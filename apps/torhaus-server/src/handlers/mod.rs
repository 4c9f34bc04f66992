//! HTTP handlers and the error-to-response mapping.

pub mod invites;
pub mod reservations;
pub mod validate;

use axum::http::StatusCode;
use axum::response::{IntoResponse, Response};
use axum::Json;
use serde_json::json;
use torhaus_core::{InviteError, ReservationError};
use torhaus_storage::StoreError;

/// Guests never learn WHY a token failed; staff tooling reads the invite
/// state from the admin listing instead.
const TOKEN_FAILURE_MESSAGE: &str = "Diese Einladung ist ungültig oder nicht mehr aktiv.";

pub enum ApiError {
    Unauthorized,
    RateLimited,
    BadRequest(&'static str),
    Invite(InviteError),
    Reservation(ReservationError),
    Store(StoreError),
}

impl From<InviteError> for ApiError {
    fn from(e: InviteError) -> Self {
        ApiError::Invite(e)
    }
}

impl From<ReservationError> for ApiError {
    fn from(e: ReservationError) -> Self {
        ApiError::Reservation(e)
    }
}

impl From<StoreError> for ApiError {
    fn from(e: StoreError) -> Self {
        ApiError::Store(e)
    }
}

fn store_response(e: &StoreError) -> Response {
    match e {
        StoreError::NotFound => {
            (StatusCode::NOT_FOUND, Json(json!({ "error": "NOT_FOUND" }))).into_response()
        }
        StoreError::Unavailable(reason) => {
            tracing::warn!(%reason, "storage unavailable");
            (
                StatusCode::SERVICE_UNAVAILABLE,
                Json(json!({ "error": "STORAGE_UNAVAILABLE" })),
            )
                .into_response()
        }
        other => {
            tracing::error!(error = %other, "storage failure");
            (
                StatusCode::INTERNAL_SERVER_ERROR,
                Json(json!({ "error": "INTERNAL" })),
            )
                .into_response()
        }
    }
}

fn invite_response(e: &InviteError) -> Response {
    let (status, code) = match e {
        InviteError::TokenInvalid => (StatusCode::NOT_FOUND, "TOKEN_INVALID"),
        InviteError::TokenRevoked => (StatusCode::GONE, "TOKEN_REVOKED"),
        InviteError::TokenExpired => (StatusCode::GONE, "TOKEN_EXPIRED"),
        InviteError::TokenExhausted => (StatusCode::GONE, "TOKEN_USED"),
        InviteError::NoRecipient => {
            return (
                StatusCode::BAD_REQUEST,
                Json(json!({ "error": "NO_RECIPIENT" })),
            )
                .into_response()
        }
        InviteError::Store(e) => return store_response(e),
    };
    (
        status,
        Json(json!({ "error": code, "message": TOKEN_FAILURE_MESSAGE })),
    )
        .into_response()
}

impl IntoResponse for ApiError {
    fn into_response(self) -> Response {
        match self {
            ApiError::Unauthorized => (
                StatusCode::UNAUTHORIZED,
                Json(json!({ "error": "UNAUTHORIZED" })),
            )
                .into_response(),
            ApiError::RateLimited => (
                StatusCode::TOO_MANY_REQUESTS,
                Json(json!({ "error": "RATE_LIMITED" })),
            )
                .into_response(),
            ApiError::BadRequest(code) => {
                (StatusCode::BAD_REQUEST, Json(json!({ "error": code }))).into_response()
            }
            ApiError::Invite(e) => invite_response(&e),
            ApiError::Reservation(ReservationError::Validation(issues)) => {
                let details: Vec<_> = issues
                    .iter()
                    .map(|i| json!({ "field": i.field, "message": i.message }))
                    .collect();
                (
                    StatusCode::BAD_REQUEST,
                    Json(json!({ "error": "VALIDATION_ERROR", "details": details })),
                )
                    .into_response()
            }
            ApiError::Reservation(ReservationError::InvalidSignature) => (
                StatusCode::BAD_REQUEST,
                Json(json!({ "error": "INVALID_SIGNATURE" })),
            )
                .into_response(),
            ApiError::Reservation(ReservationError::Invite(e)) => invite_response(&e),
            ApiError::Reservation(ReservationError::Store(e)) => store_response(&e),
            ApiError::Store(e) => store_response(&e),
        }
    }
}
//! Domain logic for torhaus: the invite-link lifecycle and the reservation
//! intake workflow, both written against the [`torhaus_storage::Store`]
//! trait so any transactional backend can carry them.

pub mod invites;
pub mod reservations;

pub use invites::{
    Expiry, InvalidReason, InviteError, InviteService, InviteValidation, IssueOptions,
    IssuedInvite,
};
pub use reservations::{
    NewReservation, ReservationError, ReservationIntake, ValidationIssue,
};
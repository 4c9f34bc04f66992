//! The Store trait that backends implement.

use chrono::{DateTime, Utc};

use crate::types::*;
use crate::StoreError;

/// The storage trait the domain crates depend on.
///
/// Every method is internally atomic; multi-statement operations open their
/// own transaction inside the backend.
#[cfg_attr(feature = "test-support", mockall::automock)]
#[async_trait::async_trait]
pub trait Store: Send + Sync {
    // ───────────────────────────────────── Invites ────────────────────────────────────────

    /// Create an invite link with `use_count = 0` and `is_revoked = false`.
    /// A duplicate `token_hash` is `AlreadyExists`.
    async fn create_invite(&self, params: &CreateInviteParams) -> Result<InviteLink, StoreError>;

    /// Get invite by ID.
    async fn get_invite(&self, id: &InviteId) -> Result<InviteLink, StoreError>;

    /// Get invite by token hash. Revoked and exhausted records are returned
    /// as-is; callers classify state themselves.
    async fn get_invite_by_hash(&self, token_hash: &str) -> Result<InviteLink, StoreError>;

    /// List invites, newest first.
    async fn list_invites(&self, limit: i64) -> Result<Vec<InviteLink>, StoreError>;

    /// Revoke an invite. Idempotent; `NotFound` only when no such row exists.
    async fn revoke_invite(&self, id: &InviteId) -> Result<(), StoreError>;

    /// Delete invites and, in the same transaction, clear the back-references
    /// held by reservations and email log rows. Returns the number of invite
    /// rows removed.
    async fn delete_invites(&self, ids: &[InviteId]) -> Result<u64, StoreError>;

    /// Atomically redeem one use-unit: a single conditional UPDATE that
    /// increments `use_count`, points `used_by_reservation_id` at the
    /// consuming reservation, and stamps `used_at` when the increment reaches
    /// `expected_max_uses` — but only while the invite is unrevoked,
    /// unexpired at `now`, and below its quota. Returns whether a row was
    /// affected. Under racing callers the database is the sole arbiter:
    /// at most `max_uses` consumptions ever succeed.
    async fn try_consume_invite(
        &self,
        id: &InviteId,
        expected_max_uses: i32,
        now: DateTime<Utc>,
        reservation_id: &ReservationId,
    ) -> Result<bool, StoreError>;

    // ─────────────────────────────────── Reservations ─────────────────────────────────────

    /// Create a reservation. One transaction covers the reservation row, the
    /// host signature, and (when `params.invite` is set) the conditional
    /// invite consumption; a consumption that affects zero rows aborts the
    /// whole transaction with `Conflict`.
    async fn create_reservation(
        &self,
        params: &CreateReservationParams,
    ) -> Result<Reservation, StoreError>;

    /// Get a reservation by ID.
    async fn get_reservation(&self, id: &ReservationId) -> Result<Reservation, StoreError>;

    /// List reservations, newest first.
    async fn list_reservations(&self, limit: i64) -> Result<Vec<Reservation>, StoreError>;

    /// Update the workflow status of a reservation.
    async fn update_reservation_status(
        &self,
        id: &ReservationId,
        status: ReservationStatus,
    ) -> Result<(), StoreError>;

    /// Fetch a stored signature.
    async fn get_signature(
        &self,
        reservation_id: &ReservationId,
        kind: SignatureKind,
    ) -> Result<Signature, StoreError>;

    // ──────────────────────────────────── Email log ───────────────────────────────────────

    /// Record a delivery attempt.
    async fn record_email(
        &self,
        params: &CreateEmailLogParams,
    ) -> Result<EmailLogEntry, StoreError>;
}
────
# Exercise requirements:
Search the listing above for the string "InviteLink" and return each line it appears on.

# Answer section:
    async fn create_invite(&self, params: &CreateInviteParams) -> Result<InviteLink, StoreError>;
    async fn get_invite(&self, id: &InviteId) -> Result<InviteLink, StoreError>;
    async fn get_invite_by_hash(&self, token_hash: &str) -> Result<InviteLink, StoreError>;
    async fn list_invites(&self, limit: i64) -> Result<Vec<InviteLink>, StoreError>;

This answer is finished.